# Dataset entries
☆ ☆ ☆
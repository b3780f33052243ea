//! Commands available to every member, subject to channel policy.

use std::time::Instant;

use rand::seq::IndexedRandom;
use serenity::all::{Colour, Context, CreateEmbed, CreateEmbedFooter, CreateMessage, EditMessage, Message};

use crate::server::{
    bot::handler::Handler, error::AppError, model::command::CommandSpec,
    service::catalog::CommandCatalog,
};

/// Upper bound for `rick`.
const MAX_EMOJIS: usize = 10;

pub async fn ping(ctx: &Context, message: &Message) -> Result<(), AppError> {
    let start = Instant::now();
    let mut reply = message.channel_id.say(&ctx.http, "🏓 Pong!").await?;
    let elapsed = start.elapsed().as_millis();

    reply
        .edit(ctx, EditMessage::new().content(format!("🏓 Pong! `{}ms`", elapsed)))
        .await?;

    Ok(())
}

pub async fn hello(ctx: &Context, message: &Message) -> Result<(), AppError> {
    message
        .channel_id
        .say(&ctx.http, format!("Hello! {}", message.author.display_name()))
        .await?;

    Ok(())
}

/// Sends random custom emojis of the guild the command was used in.
///
/// # Arguments
/// - `count` - Requested emoji count as typed; clamped to 1..=10, defaults to 1
pub async fn rick(ctx: &Context, message: &Message, count: Option<&str>) -> Result<(), AppError> {
    let emojis: Vec<String> = message
        .guild_id
        .and_then(|guild_id| ctx.cache.guild(guild_id))
        .map(|guild| guild.emojis.values().map(|emoji| emoji.to_string()).collect())
        .unwrap_or_default();

    let reply = if emojis.is_empty() {
        "This server has no custom emojis.".to_string()
    } else {
        pick_emojis(&emojis, rick_count(count)).join(" ")
    };

    message.channel_id.say(&ctx.http, reply).await?;

    Ok(())
}

pub async fn help(handler: &Handler, ctx: &Context, message: &Message) -> Result<(), AppError> {
    let text = help_text(&handler.catalog, &handler.prefix, &handler.moderator_role);

    message.channel_id.say(&ctx.http, text).await?;

    Ok(())
}

pub async fn info(handler: &Handler, ctx: &Context, message: &Message) -> Result<(), AppError> {
    let current_user = ctx.cache.current_user().name.clone();

    // Cache references must be dropped before the next await
    let server = message.guild_id.and_then(|guild_id| {
        ctx.cache.guild(guild_id).map(|guild| {
            (
                guild.name.clone(),
                guild.member_count,
                guild.channels.len(),
            )
        })
    });

    let mut embed = CreateEmbed::new()
        .title(format!("{} info", current_user))
        .colour(Colour::BLURPLE)
        .field("Prefix", format!("`{}`", handler.prefix), true)
        .field("Commands", handler.catalog.commands().len().to_string(), true)
        .footer(CreateEmbedFooter::new(format!(
            "Use {}help to list commands",
            handler.prefix
        )));

    if let Some((name, members, channels)) = server {
        embed = embed
            .field("Server", name, false)
            .field("Members", members.to_string(), true)
            .field("Channels", channels.to_string(), true);
    }

    message
        .channel_id
        .send_message(&ctx.http, CreateMessage::new().embed(embed))
        .await?;

    Ok(())
}

fn rick_count(requested: Option<&str>) -> usize {
    requested
        .and_then(|raw| raw.parse::<usize>().ok())
        .unwrap_or(1)
        .clamp(1, MAX_EMOJIS)
}

fn pick_emojis(emojis: &[String], count: usize) -> Vec<String> {
    let mut rng = rand::rng();

    (0..count)
        .filter_map(|_| emojis.choose(&mut rng).cloned())
        .collect()
}

/// Renders the help menu, general commands first.
fn help_text(catalog: &CommandCatalog, prefix: &str, moderator_role: &str) -> String {
    let line = |command: &CommandSpec| {
        let mut usage = format!("{}{}", prefix, command.name);
        if !command.usage.is_empty() {
            usage.push(' ');
            usage.push_str(command.usage);
        }

        let mut line = format!("`{}` - {}", usage, command.description);
        if !command.aliases.is_empty() {
            let aliases: Vec<String> = command
                .aliases
                .iter()
                .map(|alias| format!("`{}{}`", prefix, alias))
                .collect();
            line.push_str(&format!(" (aliases: {})", aliases.join(", ")));
        }
        line
    };

    let (moderator, general): (Vec<_>, Vec<_>) = catalog
        .commands()
        .iter()
        .partition(|command| command.moderator_only);

    let mut text = String::from("**Commands**\n");
    text.push_str(&general.into_iter().map(&line).collect::<Vec<_>>().join("\n"));

    if !moderator.is_empty() {
        text.push_str(&format!(
            "\n\n**Moderator commands** (requires the `{}` role)\n",
            moderator_role
        ));
        text.push_str(&moderator.into_iter().map(&line).collect::<Vec<_>>().join("\n"));
    }

    text
}
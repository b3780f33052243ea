//! Database repository layer for command policies.
//!
//! This module contains the `PolicyStore` contract and its SeaORM-backed repository.
//! Repositories use SeaORM entity models internally and return domain models so the
//! policy services never see database rows. All policy reads and writes go through here.

pub mod guild_policy;

#[cfg(test)]
mod test;
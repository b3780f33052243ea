//! Application state shared across all request handlers.
//!
//! This module defines the `AppState` struct which holds the shared resources needed by
//! the read-only policy API. The state is initialized once during startup and then
//! cloned for each request handler through Axum's state extraction.

use std::sync::Arc;
use std::time::Duration;

use sea_orm::DatabaseConnection;

use crate::server::service::catalog::CommandCatalog;

/// Application state containing shared resources and dependencies.
///
/// All fields are cheap to clone:
/// - `DatabaseConnection` is a connection pool (clones share the pool)
/// - `Arc<CommandCatalog>` is a reference-counted pointer
#[derive(Clone)]
pub struct AppState {
    /// Database connection pool for accessing persistent storage.
    pub db: DatabaseConnection,

    /// Command catalog shared with the Discord bot.
    pub catalog: Arc<CommandCatalog>,

    /// Upper bound for a single policy store call.
    pub store_timeout: Duration,
}

impl AppState {
    /// Creates a new application state with the provided dependencies.
    ///
    /// # Arguments
    /// - `db` - Database connection pool
    /// - `catalog` - Command catalog built at startup
    /// - `store_timeout` - Timeout for policy store calls
    ///
    /// # Returns
    /// - `AppState` - Initialized application state ready for use
    pub fn new(db: DatabaseConnection, catalog: Arc<CommandCatalog>, store_timeout: Duration) -> Self {
        Self {
            db,
            catalog,
            store_timeout,
        }
    }
}
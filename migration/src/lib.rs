pub use sea_orm_migration::prelude::*;

mod m20260301_000001_create_guild_command_policy_table;
mod m20260301_000002_create_channel_command_rule_table;

pub struct Migrator;

#[async_trait::async_trait]
impl MigratorTrait for Migrator {
    fn migrations() -> Vec<Box<dyn MigrationTrait>> {
        vec![
            Box::new(m20260301_000001_create_guild_command_policy_table::Migration),
            Box::new(m20260301_000002_create_channel_command_rule_table::Migration),
        ]
    }
}
use std::time::Duration;

use async_trait::async_trait;
use sea_orm::EntityTrait;
use test_utils::{builder::TestBuilder, factory};

use crate::server::{
    data::guild_policy::{GuildPolicyRepository, PolicyStore, RuleMutator},
    error::{
        policy::{PolicyError, ValidationError},
        AppError,
    },
    model::{
        command::CommandSpec,
        policy::{
            ChannelRule, CommandInvocation, CommandMode, Decision, DenyReason, GuildPolicy,
            PolicyMode, RuleMutation, RuleRemoval,
        },
    },
    service::{
        catalog::CommandCatalog,
        policy::{admin::PolicyAdminService, gate::PolicyGate},
    },
};


const TIMEOUT: Duration = Duration::from_secs(2);
const GUILD: u64 = 42;

fn spec(name: &'static str, aliases: &'static [&'static str]) -> CommandSpec {
    CommandSpec {
        name,
        aliases,
        usage: "",
        description: "",
        moderator_only: false,
    }
}

fn catalog() -> CommandCatalog {
    CommandCatalog::new(vec![
        spec("ping", &["p", "pong"]),
        spec("hello", &["hi"]),
        spec("rick", &["roll"]),
        spec("help", &["h"]),
        spec("channel-list", &[]),
    ])
    .unwrap()
}

fn names(names: &[&str]) -> Vec<String> {
    names.iter().map(|name| name.to_string()).collect()
}

fn rule(channel_id: u64, cmd_mode: CommandMode, commands: &[&str]) -> ChannelRule {
    ChannelRule::new(channel_id, cmd_mode, names(commands))
}

/// Runs the pre-dispatch check for a typed name in a channel of `GUILD`.
async fn check<S: PolicyStore + ?Sized>(
    store: &S,
    catalog: &CommandCatalog,
    channel_id: u64,
    typed: &str,
) -> Decision {
    let command = catalog.resolve(typed).unwrap();
    let invocation = CommandInvocation {
        guild_id: GUILD,
        channel_id,
        invoked_name: typed.to_string(),
        is_thread: false,
    };

    PolicyGate::new(store).evaluate(&invocation, &command).await
}

/// Store whose database is never reachable.
struct UnavailableStore;

#[async_trait]
impl PolicyStore for UnavailableStore {
    async fn get(&self, _guild_id: u64) -> Result<GuildPolicy, PolicyError> {
        Err(PolicyError::StoreUnavailable("connection refused".to_string()))
    }

    async fn mutate_channel_rule(
        &self,
        _guild_id: u64,
        _channel_id: u64,
        _mutator: &RuleMutator<'_>,
    ) -> Result<RuleMutation, PolicyError> {
        Err(PolicyError::StoreUnavailable("connection refused".to_string()))
    }

    async fn delete_guild(&self, _guild_id: u64) -> Result<(), PolicyError> {
        Err(PolicyError::StoreUnavailable("connection refused".to_string()))
    }
}
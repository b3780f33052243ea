//! HTTP request handlers for the read-only policy API.
//!
//! Controllers extract path parameters and state, call the policy services and convert
//! domain models to DTOs. Errors are returned as `AppError` and rendered as JSON
//! `{ "error": ... }` bodies.

pub mod command;
pub mod policy;
pub mod status;
//! Service layer for business logic and orchestration.
//!
//! This module contains the service layer of the application, which sits between the
//! bot/API glue and the data (repository) layer. Services are responsible for:
//!
//! - **Business Logic**: Command resolution, policy evaluation and policy invariants
//! - **Validation**: Rejecting contradictory administrator requests before any write
//! - **Domain Models**: Working with domain models rather than DTOs or entity models

pub mod catalog;
pub mod policy;
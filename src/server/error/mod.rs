//! Error types and HTTP response handling.
//!
//! This module provides the application's error hierarchy and conversion logic for
//! transforming errors into appropriate HTTP responses. The `AppError` enum serves
//! as the top-level error type that wraps domain-specific errors and implements
//! `IntoResponse` for automatic error handling in API endpoints.

pub mod config;
pub mod policy;

use axum::{
    http::StatusCode,
    response::{IntoResponse, Response},
    Json,
};
use thiserror::Error;

use crate::{
    model::api::ErrorDto,
    server::error::{config::ConfigError, policy::PolicyError},
};

/// Top-level application error type.
///
/// Aggregates all possible error types that can occur in the application and provides
/// automatic conversion to HTTP responses. Most variants use `#[from]` for automatic
/// error conversion.
#[derive(Error, Debug)]
pub enum AppError {
    /// Configuration error during startup or environment variable loading.
    #[error(transparent)]
    ConfigErr(#[from] ConfigError),

    /// Command policy error.
    ///
    /// Validation errors map to 400 Bad Request, an unavailable store to
    /// 503 Service Unavailable, everything else to 500.
    #[error(transparent)]
    PolicyErr(#[from] PolicyError),

    /// Database operation error from SeaORM.
    ///
    /// Results in 500 Internal Server Error with error details logged server-side.
    #[error(transparent)]
    DbErr(#[from] sea_orm::DbErr),

    /// Discord API error from Serenity.
    ///
    /// Boxed due to large size. Results in 500 Internal Server Error when
    /// Discord bot operations fail.
    #[error(transparent)]
    DiscordErr(#[from] Box<serenity::Error>),

    /// I/O error, e.g. binding the API listener.
    #[error(transparent)]
    IoErr(#[from] std::io::Error),
}

/// Manual conversion from serenity::Error to AppError.
///
/// Boxes the error to reduce the size of the AppError enum, as serenity::Error
/// is very large and would make all AppError variants larger if not boxed.
impl From<serenity::Error> for AppError {
    fn from(err: serenity::Error) -> Self {
        AppError::DiscordErr(Box::new(err))
    }
}

/// Converts application errors into HTTP responses.
///
/// # Returns
/// - 400 Bad Request - For policy validation errors
/// - 503 Service Unavailable - When the policy store cannot be reached
/// - 500 Internal Server Error - For all other error types
impl IntoResponse for AppError {
    fn into_response(self) -> axum::response::Response {
        match self {
            Self::PolicyErr(PolicyError::Validation(err)) => (
                StatusCode::BAD_REQUEST,
                Json(ErrorDto {
                    error: err.to_string(),
                }),
            )
                .into_response(),
            Self::PolicyErr(err @ PolicyError::StoreUnavailable(_)) => {
                tracing::error!("{}", err);
                (
                    StatusCode::SERVICE_UNAVAILABLE,
                    Json(ErrorDto {
                        error: "Policy store unavailable, please try again later".to_string(),
                    }),
                )
                    .into_response()
            }
            err => InternalServerError(err).into_response(),
        }
    }
}

/// Wrapper type for converting any displayable error into a 500 Internal Server Error response.
///
/// Logs the error message and returns a generic "Internal server error" message
/// to the client to avoid leaking implementation details.
pub struct InternalServerError<E>(pub E);

impl<E: std::fmt::Display> IntoResponse for InternalServerError<E> {
    fn into_response(self) -> Response {
        tracing::error!("{}", self.0);

        (
            StatusCode::INTERNAL_SERVER_ERROR,
            Json(ErrorDto {
                error: "Internal server error".to_string(),
            }),
        )
            .into_response()
    }
}
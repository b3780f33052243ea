//! Shared helper utilities for factory methods.

/// Counter for generating unique IDs in tests.
///
/// Starts well above zero so generated ids look like snowflakes and never collide
/// with the small literal ids tests use for readability.
static COUNTER: std::sync::atomic::AtomicU64 =
    std::sync::atomic::AtomicU64::new(100_000_000_000_000_000);

/// Gets the next unique counter value for test data.
///
/// # Returns
/// - `u64` - Next unique counter value
pub fn next_id() -> u64 {
    COUNTER.fetch_add(1, std::sync::atomic::Ordering::SeqCst)
}
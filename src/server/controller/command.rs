use axum::{extract::State, http::StatusCode, response::IntoResponse, Json};

use crate::{model::command::CommandListDto, server::state::AppState};

/// Tag for grouping command endpoints in OpenAPI documentation
pub static COMMAND_TAG: &str = "command";

/// List every registered bot command.
///
/// Returns the command catalog in help order, including aliases and whether the
/// command is restricted to moderators.
///
/// # Arguments
/// - `state` - Application state containing the command catalog
///
/// # Returns
/// - `200 OK` - All registered commands
#[utoipa::path(
    get,
    path = "/api/commands",
    tag = COMMAND_TAG,
    responses(
        (status = 200, description = "Successfully retrieved commands", body = CommandListDto)
    ),
)]
pub async fn get_commands(State(state): State<AppState>) -> impl IntoResponse {
    let commands = state
        .catalog
        .commands()
        .iter()
        .map(|command| command.to_dto())
        .collect();

    (StatusCode::OK, Json(CommandListDto { commands }))
}
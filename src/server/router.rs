use axum::{routing::get, Json, Router};
use utoipa::OpenApi;

use crate::{
    model::{
        api::{ErrorDto, StatusDto},
        command::{CommandDto, CommandListDto},
        policy::{ChannelRuleDto, GuildPolicyDto},
    },
    server::{
        controller::{
            command::{self, get_commands},
            policy::{self, get_guild_policy},
            status::{self, get_status},
        },
        state::AppState,
    },
};

#[derive(OpenApi)]
#[openapi(
    paths(status::get_status, command::get_commands, policy::get_guild_policy),
    components(schemas(
        ErrorDto,
        StatusDto,
        CommandDto,
        CommandListDto,
        GuildPolicyDto,
        ChannelRuleDto
    )),
    tags(
        (name = "status", description = "Service health"),
        (name = "command", description = "Registered bot commands"),
        (name = "policy", description = "Per-guild command policies")
    )
)]
pub struct ApiDoc;

pub fn router() -> Router<AppState> {
    Router::new()
        .route("/api/status", get(get_status))
        .route("/api/commands", get(get_commands))
        .route("/api/guilds/{guild_id}/policy", get(get_guild_policy))
        .route(
            "/api/openapi.json",
            get(|| async { Json(ApiDoc::openapi()) }),
        )
}
use std::net::SocketAddr;
use std::time::Duration;

use crate::server::error::{config::ConfigError, AppError};

const DEFAULT_COMMAND_PREFIX: &str = "!";
const DEFAULT_MODERATOR_ROLE: &str = "Moderator";
const DEFAULT_API_ADDR: &str = "0.0.0.0:8080";
const DEFAULT_STORE_TIMEOUT_MS: u64 = 2000;

pub struct Config {
    pub database_url: String,
    pub discord_bot_token: String,

    /// Prefix that marks a guild message as a bot command.
    pub command_prefix: String,
    /// Members holding a role whose name contains this text may administer policies.
    pub moderator_role: String,

    pub api_addr: SocketAddr,
    /// Upper bound for a single policy store call.
    pub store_timeout: Duration,
}

impl Config {
    pub fn from_env() -> Result<Self, AppError> {
        Ok(Self {
            database_url: required("DATABASE_URL")?,
            discord_bot_token: required("DISCORD_BOT_TOKEN")?,
            command_prefix: optional("COMMAND_PREFIX", DEFAULT_COMMAND_PREFIX),
            moderator_role: optional("MODERATOR_ROLE", DEFAULT_MODERATOR_ROLE),
            api_addr: parse("API_ADDR", &optional("API_ADDR", DEFAULT_API_ADDR))?,
            store_timeout: Duration::from_millis(parse(
                "STORE_TIMEOUT_MS",
                &optional("STORE_TIMEOUT_MS", &DEFAULT_STORE_TIMEOUT_MS.to_string()),
            )?),
        })
    }
}

fn required(name: &str) -> Result<String, ConfigError> {
    std::env::var(name).map_err(|_| ConfigError::MissingEnvVar(name.to_string()))
}

fn optional(name: &str, default: &str) -> String {
    std::env::var(name)
        .ok()
        .filter(|value| !value.trim().is_empty())
        .unwrap_or_else(|| default.to_string())
}

fn parse<T>(name: &str, value: &str) -> Result<T, ConfigError>
where
    T: std::str::FromStr,
    T::Err: std::fmt::Display,
{
    value
        .trim()
        .parse()
        .map_err(|err: T::Err| ConfigError::InvalidEnvVar {
            name: name.to_string(),
            value: value.to_string(),
            reason: err.to_string(),
        })
}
☆ ☆ ☆
# TASK INSTRUCTIONS
Could you please copy the lines above exactly, beginning at the first and ending at the line that contains "count: Option<&str>) ->"?

# SOLUTION FOR THIS PROBLEM
repository b3780f33052243ea
//! Commands available to every member, subject to channel policy.

use std::time::Instant;

use rand::seq::IndexedRandom;
use serenity::all::{Colour, Context, CreateEmbed, CreateEmbedFooter, CreateMessage, EditMessage, Message};

use crate::server::{
    bot::handler::Handler, error::AppError, model::command::CommandSpec,
    service::catalog::CommandCatalog,
};

/// Upper bound for `rick`.
const MAX_EMOJIS: usize = 10;

pub async fn ping(ctx: &Context, message: &Message) -> Result<(), AppError> {
    let start = Instant::now();
    let mut reply = message.channel_id.say(&ctx.http, "🏓 Pong!").await?;
    let elapsed = start.elapsed().as_millis();

    reply
        .edit(ctx, EditMessage::new().content(format!("🏓 Pong! `{}ms`", elapsed)))
        .await?;

    Ok(())
}

pub async fn hello(ctx: &Context, message: &Message) -> Result<(), AppError> {
    message
        .channel_id
        .say(&ctx.http, format!("Hello! {}", message.author.display_name()))
        .await?;

    Ok(())
}

/// Sends random custom emojis of the guild the command was used in.
///
/// # Arguments
/// - `count` - Requested emoji count as typed; clamped to 1..=10, defaults to 1
pub async fn rick(ctx: &Context, message: &Message, count: Option<&str>) -> Result<(), AppError> {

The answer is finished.